Consolidated Student Loan Refinancing
by Max Bellamy
Student loan debt consolidation is a strategy that allows a student to combine all his loan debts into a single loan, with one monthly payment. Student loans are classified into federal student loans and private student loans. Federal student loans are issued by the US Department of Education as well as the Department of Health and Human Services, and private student loans are administered by the non-federal organizations and other private lenders.

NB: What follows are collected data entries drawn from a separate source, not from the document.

// Copyright (c) 2016 Daniel Grunwald
//
// Permission is hereby granted, free of charge, to any person obtaining a copy of this
// software and associated documentation files (the "Software"), to deal in the Software
// without restriction, including without limitation the rights to use, copy, modify, merge,
// publish, distribute, sublicense, and/or sell copies of the Software, and to permit persons
// to whom the Software is furnished to do so, subject to the following conditions:
//
// The above copyright notice and this permission notice shall be included in all copies or
// substantial portions of the Software.
//
// THE SOFTWARE IS PROVIDED "AS IS", WITHOUT WARRANTY OF ANY KIND, EXPRESS OR IMPLIED,
// INCLUDING BUT NOT LIMITED TO THE WARRANTIES OF MERCHANTABILITY, FITNESS FOR A PARTICULAR
// PURPOSE AND NONINFRINGEMENT. IN NO EVENT SHALL THE AUTHORS OR COPYRIGHT HOLDERS BE LIABLE
// FOR ANY CLAIM, DAMAGES OR OTHER LIABILITY, WHETHER IN AN ACTION OF CONTRACT, TORT OR
// OTHERWISE, ARISING FROM, OUT OF OR IN CONNECTION WITH THE SOFTWARE OR THE USE OR OTHER
// DEALINGS IN THE SOFTWARE.

//! Error types owned by the library itself.
//!
//! The promise's error channel `E` is fully generic and opaque to the core;
//! these are the only failure kinds the core can produce on its own.

use std::fmt;

use thiserror::Error;

/// Failures produced by the core rather than by user code.
#[derive(Debug, Error, Clone, Copy, PartialEq, Eq)]
pub enum PromiseLibError {
    /// Both the value and the error passed to the callback-adapter helper
    /// were nil. See `TimeoutError` / the callback-adapter open question in
    /// SPEC_FULL.md for the precedence rule this implies elsewhere.
    #[error("both value and error were nil in the callback adapter")]
    ApiMismatch,
    /// Emitted by [`crate::promise::Promise::timeout`] when the deadline
    /// elapses first.
    #[error("the operation timed out")]
    TimedOut,
}

/// The error type produced by [`crate::promise::Promise::timeout`].
///
/// Wraps the original promise's error channel so callers can distinguish a
/// timeout from the underlying operation's own failure.
#[derive(Debug, Clone)]
pub enum TimeoutError<E> {
    /// The original promise settled with this error before the deadline.
    Original(E),
    /// The deadline elapsed before the original promise settled.
    TimedOut,
}

impl<E: fmt::Display> fmt::Display for TimeoutError<E> {
    fn fmt(&self, f: &mut fmt::Formatter<'_>) -> fmt::Result {
        match self {
            TimeoutError::Original(e) => write!(f, "{e}"),
            TimeoutError::TimedOut => write!(f, "{}", PromiseLibError::TimedOut),
        }
    }
}

impl<E: std::error::Error + 'static> std::error::Error for TimeoutError<E> {
    fn source(&self) -> Option<&(dyn std::error::Error + 'static)> {
        match self {
            TimeoutError::Original(e) => Some(e),
            TimeoutError::TimedOut => None,
        }
    }
}
//! Cross-module properties from the testable-properties list: uniqueness,
//! registration order, terminal-state stability, the seal-then-resolve race,
//! propagation, `tap`/`whenCancelled` non-interference, `Main` ordering, and
//! `nowOr` synchrony.

use std::sync::atomic::{AtomicBool, AtomicUsize, Ordering};
use std::sync::{mpsc, Arc, Mutex};
use std::thread;
use std::time::Duration;

use cancelable_promise::{is_executing_now, mark_main_thread, ExecutionContext, Options, Promise, Queue};
use pretty_assertions::assert_eq;

#[test]
fn uniqueness_every_attached_callback_sees_the_same_outcome_exactly_once() {
    let seen = Arc::new(Mutex::new(Vec::new()));
    let p: Promise<i32, String> = Promise::new_fulfilled(99);
    let mut children = Vec::new();
    for _ in 0..5 {
        let seen = seen.clone();
        let child = p.inspect(ExecutionContext::immediate(), None, Options::default(), move |outcome| {
            seen.lock().unwrap().push(outcome.value().copied());
        });
        children.push(child);
    }
    let seen = seen.lock().unwrap();
    assert_eq!(seen.len(), 5);
    assert!(seen.iter().all(|v| *v == Some(99)));
}

#[test]
fn order_callbacks_on_one_context_fire_in_registration_order() {
    let queue = Queue::serial("property-order-test");
    let (tx, rx) = mpsc::channel();
    let p: Promise<i32, String> = Promise::new_fulfilled(0);
    let mut children = Vec::new();
    for i in 0..10 {
        let tx = tx.clone();
        let child = p.then(ExecutionContext::queue(queue.clone()), None, Options::default(), move |_v| {
            tx.send(i).unwrap();
        });
        children.push(child);
    }
    let got: Vec<i32> = (0..10).map(|_| rx.recv_timeout(Duration::from_secs(1)).unwrap()).collect();
    assert_eq!(got, (0..10).collect::<Vec<_>>());
}

#[test]
fn terminal_state_is_stable_once_settled() {
    let (p, resolver) = Promise::<i32, String>::make_promise_with_resolver();
    assert!(resolver.fulfill(1));
    assert!(!resolver.fulfill(2));
    assert!(!resolver.reject("x".to_string()));
    assert!(!resolver.cancel());
    let result = p.try_get_result().unwrap();
    assert_eq!(*result.value().unwrap(), 1);
}

#[test]
fn seal_then_resolve_race_fires_exactly_once_per_attacher() {
    let (p, resolver) = Promise::<i32, String>::make_promise_with_resolver();
    let fire_count = Arc::new(AtomicUsize::new(0));
    let mut handles = Vec::new();
    for _ in 0..20 {
        let p = p.clone();
        let fire_count = fire_count.clone();
        handles.push(thread::spawn(move || {
            let _ = p.inspect(ExecutionContext::immediate(), None, Options::default(), move |_| {
                fire_count.fetch_add(1, Ordering::SeqCst);
            });
        }));
    }
    handles.push(thread::spawn(move || {
        resolver.fulfill(1);
    }));
    for h in handles {
        h.join().unwrap();
    }
    assert_eq!(fire_count.load(Ordering::SeqCst), 20);
}

#[test]
fn propagation_fires_once_every_propagating_child_has_cancelled() {
    let cancel_requested = Arc::new(AtomicUsize::new(0));
    let flag = cancel_requested.clone();
    let (parent, resolver) = Promise::<i32, String>::make_promise_with_resolver();
    resolver.on_cancel_requested(ExecutionContext::immediate(), move || {
        flag.fetch_add(1, Ordering::SeqCst);
    });
    let c1 = parent.then(ExecutionContext::immediate(), None, Options::default(), |_| {});
    let c2 = parent.catch(ExecutionContext::immediate(), None, Options::default(), |_| {});
    let c3 = parent.inspect(ExecutionContext::immediate(), None, Options::default(), |_| {});
    drop(parent);
    c1.request_cancel();
    c2.request_cancel();
    assert_eq!(cancel_requested.load(Ordering::SeqCst), 0);
    c3.request_cancel();
    assert_eq!(cancel_requested.load(Ordering::SeqCst), 1);
    drop(resolver);
}

#[test]
fn tap_and_when_cancelled_never_affect_propagation_for_other_children() {
    let cancel_requested = Arc::new(AtomicBool::new(false));
    let flag = cancel_requested.clone();
    let (parent, resolver) = Promise::<i32, String>::make_promise_with_resolver();
    resolver.on_cancel_requested(ExecutionContext::immediate(), move || {
        flag.store(true, Ordering::SeqCst);
    });
    let c1 = parent.then(ExecutionContext::immediate(), None, Options::default(), |_| {});
    let _tap = parent.tap(ExecutionContext::immediate(), None, |_| {});
    let _when_cancelled = parent.when_cancelled(ExecutionContext::immediate(), None, || {});
    drop(parent);
    assert!(!cancel_requested.load(Ordering::SeqCst));
    c1.request_cancel();
    assert!(cancel_requested.load(Ordering::SeqCst));
}

#[test]
fn main_context_dispatches_a_chain_in_registration_order() {
    mark_main_thread();
    let (tx, rx) = mpsc::channel();
    let p: Promise<i32, String> = Promise::new_fulfilled(0);
    let mut children = Vec::new();
    for i in 0..5 {
        let tx = tx.clone();
        let child = p.then(ExecutionContext::main(), None, Options::default(), move |_v| {
            tx.send(i).unwrap();
        });
        children.push(child);
    }
    let got: Vec<i32> = (0..5).map(|_| rx.recv_timeout(Duration::from_secs(1)).unwrap()).collect();
    assert_eq!(got, vec![0, 1, 2, 3, 4]);
}

#[test]
fn now_or_runs_synchronously_on_an_already_resolved_promise() {
    let p = Promise::<i32, String>::new_fulfilled(7);
    let ran_sync = Arc::new(AtomicBool::new(false));
    let seen_executing_now = Arc::new(AtomicBool::new(false));
    let ran2 = ran_sync.clone();
    let seen2 = seen_executing_now.clone();
    let ctx = ExecutionContext::now_or_context(ExecutionContext::background());
    let _child = p.inspect(ctx, None, Options::default(), move |_outcome| {
        seen2.store(is_executing_now(), Ordering::SeqCst);
        ran2.store(true, Ordering::SeqCst);
    });
    assert!(ran_sync.load(Ordering::SeqCst));
    assert!(seen_executing_now.load(Ordering::SeqCst));
}
// Copyright (c) 2016 Daniel Grunwald
//
// Permission is hereby granted, free of charge, to any person obtaining a copy of this
// software and associated documentation files (the "Software"), to deal in the Software
// without restriction, including without limitation the rights to use, copy, modify, merge,
// publish, distribute, sublicense, and/or sell copies of the Software, and to permit persons
// to whom the Software is furnished to do so, subject to the following conditions:
//
// The above copyright notice and this permission notice shall be included in all copies or
// substantial portions of the Software.
//
// THE SOFTWARE IS PROVIDED "AS IS", WITHOUT WARRANTY OF ANY KIND, EXPRESS OR IMPLIED,
// INCLUDING BUT NOT LIMITED TO THE WARRANTIES OF MERCHANTABILITY, FITNESS FOR A PARTICULAR
// PURPOSE AND NONINFRINGEMENT. IN NO EVENT SHALL THE AUTHORS OR COPYRIGHT HOLDERS BE LIABLE
// FOR ANY CLAIM, DAMAGES OR OTHER LIABILITY, WHETHER IN AN ACTION OF CONTRACT, TORT OR
// OTHERWISE, ARISING FROM, OUT OF OR IN CONNECTION WITH THE SOFTWARE OR THE USE OR OTHER
// DEALINGS IN THE SOFTWARE.

//! Invalidation tokens: a generation counter plus a list of subscribed
//! promises that get a cancel request forwarded to them when the token is
//! invalidated.

use std::sync::atomic::{AtomicU64, Ordering};
use std::sync::{Arc, Weak};

use tracing::trace;

use crate::list::Stack;

/// Anything that can receive an advisory cancellation request. Implemented
/// by `Promise`'s underlying box so a token can hold a type-erased, weak
/// reference to it without knowing `T`/`E`.
pub trait Cancellable: Send + Sync {
    fn request_cancel(&self);
}

struct TokenState {
    generation: AtomicU64,
    subscriptions: Stack<Weak<dyn Cancellable>>,
}

/// A user-held invalidator that gates token-aware callbacks and can cancel
/// every promise subscribed to it.
///
/// `Clone`, like `tokio_util`'s `CancellationToken`: every clone shares the
/// same underlying generation counter and subscription list, so a token can
/// be captured by value into an operator's callback closure without the
/// caller needing to keep a separate reference alive.
///
/// Reusable: each `invalidate()` call bumps the generation and drains the
/// current subscription list, but further promises may still subscribe
/// afterwards (e.g. promises created after a prior invalidation).
#[derive(Clone)]
pub struct InvalidationToken {
    state: Arc<TokenState>,
}

impl Default for InvalidationToken {
    fn default() -> Self {
        Self::new()
    }
}

impl InvalidationToken {
    pub fn new() -> Self {
        InvalidationToken {
            state: Arc::new(TokenState {
                generation: AtomicU64::new(0),
                subscriptions: Stack::new(),
            }),
        }
    }

    /// The current generation, read with acquire ordering.
    pub fn snapshot(&self) -> u64 {
        self.state.generation.load(Ordering::Acquire)
    }

    /// Returns whether `snapshot` (as previously captured by
    /// [`InvalidationToken::snapshot`]) is still current, i.e. no
    /// invalidation has happened since. Used by token-gated operators to
    /// decide whether to run a registered closure.
    pub(crate) fn is_current(&self, snapshot: u64) -> bool {
        self.snapshot() == snapshot
    }

    /// Subscribes a promise's box for cancellation the next time this token
    /// is invalidated. Held weakly: an unreachable promise is simply skipped.
    pub(crate) fn subscribe(&self, target: Weak<dyn Cancellable>) {
        let _ = self.state.subscriptions.push(target);
    }

    fn drain_and_cancel(&self) {
        for weak in self.state.subscriptions.drain() {
            if let Some(target) = weak.upgrade() {
                target.request_cancel();
            }
        }
    }

    /// Increments the generation and requests cancellation on every
    /// currently-subscribed promise.
    pub fn invalidate(&self) {
        self.state.generation.fetch_add(1, Ordering::AcqRel);
        trace!(generation = self.snapshot(), "invalidation token invalidated");
        self.drain_and_cancel();
    }

    /// Requests cancellation on every currently-subscribed promise without
    /// bumping the generation (so token-gated callbacks registered earlier
    /// still run if their promise resolves normally instead of cancelling).
    pub fn cancel_without_invalidating(&self) {
        self.drain_and_cancel();
    }

    /// Convenience for `promise.request_cancel_on_invalidate(self)`, taking
    /// any type implementing `Cancellable` plus a way to get a weak handle
    /// to it. `Promise::request_cancel_on_invalidate` is the ergonomic entry
    /// point most callers want; this exists for symmetry with the
    /// `Token.requestCancelOnInvalidate(promise)` surface in SPEC_FULL.md §6.
    pub fn request_cancel_on_invalidate(&self, promise: &Arc<dyn Cancellable>) {
        self.subscribe(Arc::downgrade(promise));
    }
}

Student loan debt includes all kinds of educational expenses incurred by a student to complete his studies. Most students leave college with large debts. In student loan debt consolidation, the existing loan is paid off either by the US Department of Education or other private and non-federal organizations, depending upon the nature of the loans. A new loan is created with one monthly payment stretching over a period of time. However, consolidation rules and regulations are different for federal student loans and private student loans.
When federal student loans are consolidated, it lowers the monthly payment by up to 60%. Low fixed interest rates and retention of subsidy benefits are other benefits of federal student loan debt consolidation. The interest rate of the federal student loan consolidation is the weighted average of interest rates of all loans that have been combined. In the case of private student loan consolidation, lenders fix the interest rates. Further, private student loans are not consolidated with federal student loans.
Student loan debt consolidation has become quite popular in recent years, as it avoids the problem of paying off several separate bills every month. Today, there are a number of student loan consolidation services and centers, including banks participating in the Federal Family Education Loan (FFEL) program, to cater to the student loan debt consolidation needs. Student loan debt consolidation services are also available through the Internet.